- DATA FOR THIS TASK
◇ ◇ ◇
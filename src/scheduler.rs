//! Task scheduler
//!
//! Owns the loaded task set and one execution loop per running task. Each loop
//! copies, logs, then sleeps for its interval; a stop is delivered through the
//! task's cancellation token and observed at the next sleep.

use std::collections::hash_map::Entry;
use std::collections::HashMap;
use std::sync::{Arc, RwLock as StdRwLock};
use std::time::Duration;

use tokio::sync::RwLock;
use tokio::task::JoinHandle;
use tokio_util::sync::CancellationToken;

use crate::error::{PersistenceError, SchedulerError};
use crate::logging::{ExecutionLog, LogEntry, LogLevel};
use crate::repository::TaskRepository;
use crate::sync_engine::{CopyExecutor, CopyOutcome};
use crate::task::{Task, TaskDefinition, TaskId};

/// Definition shared between the registry and a live loop. Loops re-read it on
/// every iteration, so an edit applies from the next copy onwards.
type SharedDefinition = Arc<StdRwLock<TaskDefinition>>;

struct RunHandle {
    token: CancellationToken,
    handle: JoinHandle<()>,
}

impl RunHandle {
    fn is_active(&self) -> bool {
        !self.token.is_cancelled() && !self.handle.is_finished()
    }
}

struct TaskSlot {
    definition: SharedDefinition,
    run: Option<RunHandle>,
}

impl TaskSlot {
    fn new(definition: TaskDefinition) -> Self {
        Self {
            definition: Arc::new(StdRwLock::new(definition)),
            run: None,
        }
    }

    fn definition(&self) -> TaskDefinition {
        self.definition
            .read()
            .unwrap_or_else(|e| e.into_inner())
            .clone()
    }

    fn retarget(&self, definition: TaskDefinition) {
        let mut current = self.definition.write().unwrap_or_else(|e| e.into_inner());
        *current = definition;
    }

    fn is_running(&self) -> bool {
        self.run.as_ref().is_some_and(RunHandle::is_active)
    }

    /// Spawn a loop unless one is already active. Returns whether it started.
    fn start(&mut self, id: TaskId, executor: Arc<dyn CopyExecutor>, log: Arc<ExecutionLog>) -> bool {
        if self.is_running() {
            return false;
        }

        // a stopped loop may still be finishing a copy; the new one waits for it
        let previous = self.run.take().map(|run| run.handle);
        let token = CancellationToken::new();
        let handle = tokio::spawn(run_task_loop(
            id,
            Arc::clone(&self.definition),
            executor,
            log,
            token.clone(),
            previous,
        ));

        self.run = Some(RunHandle { token, handle });
        true
    }

    /// Signal the loop to exit. Returns whether it was running.
    fn stop(&self) -> bool {
        let was_running = self.is_running();
        if let Some(run) = &self.run {
            run.token.cancel();
        }
        was_running
    }
}

async fn run_task_loop(
    id: TaskId,
    definition: SharedDefinition,
    executor: Arc<dyn CopyExecutor>,
    log: Arc<ExecutionLog>,
    token: CancellationToken,
    previous: Option<JoinHandle<()>>,
) {
    if let Some(previous) = previous {
        let _ = previous.await;
    }

    tracing::debug!(task_id = id, "execution loop started");

    while !token.is_cancelled() {
        let current = definition
            .read()
            .unwrap_or_else(|e| e.into_inner())
            .clone();

        let outcome = execute_copy(&executor, &current).await;
        let level = if outcome.ok {
            LogLevel::Info
        } else {
            LogLevel::Error
        };
        log.append_with(level, &attempt_message(&current, &outcome), Some(id));

        tokio::select! {
            biased;
            _ = token.cancelled() => break,
            _ = tokio::time::sleep(current.interval()) => {}
        }
    }

    tracing::debug!(task_id = id, "execution loop stopped");
}

/// Run one copy on the blocking pool. A panicking executor counts as a failed copy.
async fn execute_copy(executor: &Arc<dyn CopyExecutor>, definition: &TaskDefinition) -> CopyOutcome {
    let executor = Arc::clone(executor);
    let source = definition.source_path().to_string();
    let target = definition.target_path().to_string();

    match tokio::task::spawn_blocking(move || executor.copy(&source, &target)).await {
        Ok(outcome) => outcome,
        Err(e) => CopyOutcome::failure(format!("copy aborted: {e}")),
    }
}

fn attempt_message(definition: &TaskDefinition, outcome: &CopyOutcome) -> String {
    let output = outcome.output.trim();
    let header = format!(
        "Sync: {} -> {}",
        definition.source_path(),
        definition.target_path()
    );
    if output.is_empty() {
        header
    } else {
        format!("{header}\n{output}")
    }
}

pub struct Scheduler {
    owner_key: String,
    repository: Arc<dyn TaskRepository>,
    executor: Arc<dyn CopyExecutor>,
    log: Arc<ExecutionLog>,
    tasks: RwLock<HashMap<TaskId, TaskSlot>>,
}

impl Scheduler {
    /// Scheduler with an empty task set. See [`Scheduler::load`].
    pub fn new(
        owner_key: impl Into<String>,
        repository: Arc<dyn TaskRepository>,
        executor: Arc<dyn CopyExecutor>,
        log: Arc<ExecutionLog>,
    ) -> Self {
        Self {
            owner_key: owner_key.into(),
            repository,
            executor,
            log,
            tasks: RwLock::new(HashMap::new()),
        }
    }

    /// Build a scheduler and load the owner's tasks. An unreachable store
    /// yields an empty task set instead of an error.
    pub async fn load(
        owner_key: impl Into<String>,
        repository: Arc<dyn TaskRepository>,
        executor: Arc<dyn CopyExecutor>,
        log: Arc<ExecutionLog>,
    ) -> Self {
        let scheduler = Self::new(owner_key, repository, executor, log);
        match scheduler.reload().await {
            Ok(count) => tracing::info!(owner_key = %scheduler.owner_key, count, "loaded tasks"),
            Err(e) => {
                tracing::error!(error = %e, "failed to load tasks, starting with none");
                scheduler
                    .log
                    .append_with(LogLevel::Error, &format!("Failed to load tasks: {e}"), None);
            }
        }
        scheduler
    }

    pub fn owner_key(&self) -> &str {
        &self.owner_key
    }

    pub fn log(&self) -> &Arc<ExecutionLog> {
        &self.log
    }

    pub fn log_snapshot(&self) -> Vec<LogEntry> {
        self.log.snapshot()
    }

    /// Rebuild the task set from the store.
    ///
    /// Loops of tasks that still exist keep running against the reloaded
    /// definition; loops of tasks that disappeared are stopped. New tasks
    /// start idle.
    pub async fn reload(&self) -> Result<usize, PersistenceError> {
        let records = self.repository.list(&self.owner_key)?;

        let mut fresh = HashMap::with_capacity(records.len());
        for record in records {
            match record.definition() {
                Ok(definition) => {
                    fresh.insert(record.id, definition);
                }
                Err(e) => tracing::warn!(task_id = record.id, error = %e, "skipping invalid task record"),
            }
        }

        let mut tasks = self.tasks.write().await;
        tasks.retain(|id, slot| {
            if fresh.contains_key(id) {
                true
            } else {
                slot.stop();
                false
            }
        });

        for (id, definition) in fresh {
            match tasks.entry(id) {
                Entry::Occupied(slot) => slot.get().retarget(definition),
                Entry::Vacant(slot) => {
                    slot.insert(TaskSlot::new(definition));
                }
            }
        }

        Ok(tasks.len())
    }

    /// Loaded tasks of this scheduler's owner, ordered by id.
    pub async fn tasks(&self) -> Vec<Task> {
        let tasks = self.tasks.read().await;
        let mut list: Vec<Task> = tasks
            .iter()
            .map(|(id, slot)| Task::new(*id, &self.owner_key, &slot.definition(), slot.is_running()))
            .collect();
        list.sort_by_key(|t| t.id);
        list
    }

    /// Tasks of `owner_key`. Other owners are read straight from the store and
    /// are never running here.
    pub async fn list_tasks(&self, owner_key: &str) -> Result<Vec<Task>, SchedulerError> {
        if owner_key == self.owner_key {
            return Ok(self.tasks().await);
        }

        let records = self.repository.list(owner_key)?;
        Ok(records
            .iter()
            .filter_map(|r| {
                r.definition()
                    .ok()
                    .map(|d| Task::new(r.id, &r.owner_key, &d, false))
            })
            .collect())
    }

    pub async fn add_task(&self, source: &str, target: &str, interval_seconds: i64) -> Result<TaskId, SchedulerError> {
        let definition = TaskDefinition::new(source, target, interval_seconds)?;
        let id = self.repository.create(&self.owner_key, &definition)?;

        self.tasks
            .write()
            .await
            .insert(id, TaskSlot::new(definition));
        tracing::info!(task_id = id, source, target, interval_seconds, "task added");

        self.reload_after_write().await;
        Ok(id)
    }

    /// Persist a new definition. A running loop picks it up from its next
    /// iteration.
    pub async fn edit_task(
        &self,
        id: TaskId,
        source: &str,
        target: &str,
        interval_seconds: i64,
    ) -> Result<(), SchedulerError> {
        let definition = TaskDefinition::new(source, target, interval_seconds)?;
        self.ensure_owned(id).await?;
        self.repository.update(id, &definition)?;

        if let Some(slot) = self.tasks.read().await.get(&id) {
            slot.retarget(definition);
        }
        tracing::info!(task_id = id, source, target, interval_seconds, "task edited");

        self.reload_after_write().await;
        Ok(())
    }

    /// Remove a task. A loop in the middle of a copy finishes that copy and
    /// then exits. Stored rows that were skipped on load can be removed too.
    pub async fn delete_task(&self, id: TaskId) -> Result<(), SchedulerError> {
        self.ensure_owned(id).await?;
        self.repository.delete(id)?;

        if let Some(slot) = self.tasks.write().await.remove(&id) {
            slot.stop();
        }
        tracing::info!(task_id = id, "task deleted");

        self.reload_after_write().await;
        Ok(())
    }

    /// Start a loop for every idle task. Returns how many were started.
    pub async fn start_all(&self) -> usize {
        let mut tasks = self.tasks.write().await;
        let mut started = 0;
        for (id, slot) in tasks.iter_mut() {
            if slot.start(*id, Arc::clone(&self.executor), Arc::clone(&self.log)) {
                started += 1;
            }
        }
        tracing::info!(started, total = tasks.len(), "start all");
        started
    }

    /// Signal every loop to exit. Returns how many were running.
    pub async fn stop_all(&self) -> usize {
        let tasks = self.tasks.read().await;
        let stopped = tasks.values().filter(|slot| slot.stop()).count();
        tracing::info!(stopped, "stop all");
        stopped
    }

    pub async fn start_task(&self, id: TaskId) -> Result<bool, SchedulerError> {
        let mut tasks = self.tasks.write().await;
        let slot = tasks.get_mut(&id).ok_or(SchedulerError::UnknownTask(id))?;
        Ok(slot.start(id, Arc::clone(&self.executor), Arc::clone(&self.log)))
    }

    pub async fn stop_task(&self, id: TaskId) -> Result<bool, SchedulerError> {
        let tasks = self.tasks.read().await;
        let slot = tasks.get(&id).ok_or(SchedulerError::UnknownTask(id))?;
        Ok(slot.stop())
    }

    pub async fn is_running(&self, id: TaskId) -> bool {
        self.tasks
            .read()
            .await
            .get(&id)
            .is_some_and(TaskSlot::is_running)
    }

    /// Stop every loop and wait until in-flight copies have finished.
    pub async fn shutdown(&self) {
        let handles: Vec<JoinHandle<()>> = {
            let mut tasks = self.tasks.write().await;
            tasks
                .values_mut()
                .filter_map(|slot| {
                    slot.stop();
                    slot.run.take().map(|run| run.handle)
                })
                .collect()
        };

        for handle in handles {
            let _ = handle.await;
        }
        tracing::info!("scheduler shut down");
    }

    /// [`Scheduler::shutdown`] bounded by `grace`. Returns false when a copy
    /// was still running at the deadline; its loop is abandoned.
    pub async fn shutdown_within(&self, grace: Duration) -> bool {
        match tokio::time::timeout(grace, self.shutdown()).await {
            Ok(()) => true,
            Err(_) => {
                tracing::warn!(?grace, "copies still in flight at shutdown, abandoning them");
                false
            }
        }
    }

    /// The id is loaded, or stored for this owner but skipped as invalid.
    async fn ensure_owned(&self, id: TaskId) -> Result<(), SchedulerError> {
        if self.tasks.read().await.contains_key(&id) {
            return Ok(());
        }

        let stored = self.repository.list(&self.owner_key)?;
        if stored.iter().any(|record| record.id == id) {
            Ok(())
        } else {
            Err(SchedulerError::UnknownTask(id))
        }
    }

    /// The store write already succeeded; a failed reload only leaves memory
    /// behind the store until the next load.
    async fn reload_after_write(&self) {
        if let Err(e) = self.reload().await {
            tracing::warn!(error = %e, "reload after write failed");
        }
    }
}

impl Drop for Scheduler {
    fn drop(&mut self) {
        for slot in self.tasks.get_mut().values() {
            slot.stop();
        }
    }
}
◇ ◇ ◇
- TASK BRIEF
All lines of the records above with the word "Duration" in them are to be copied.

- YOUR SOLUTION
use std::time::Duration;
    pub async fn shutdown_within(&self, grace: Duration) -> bool {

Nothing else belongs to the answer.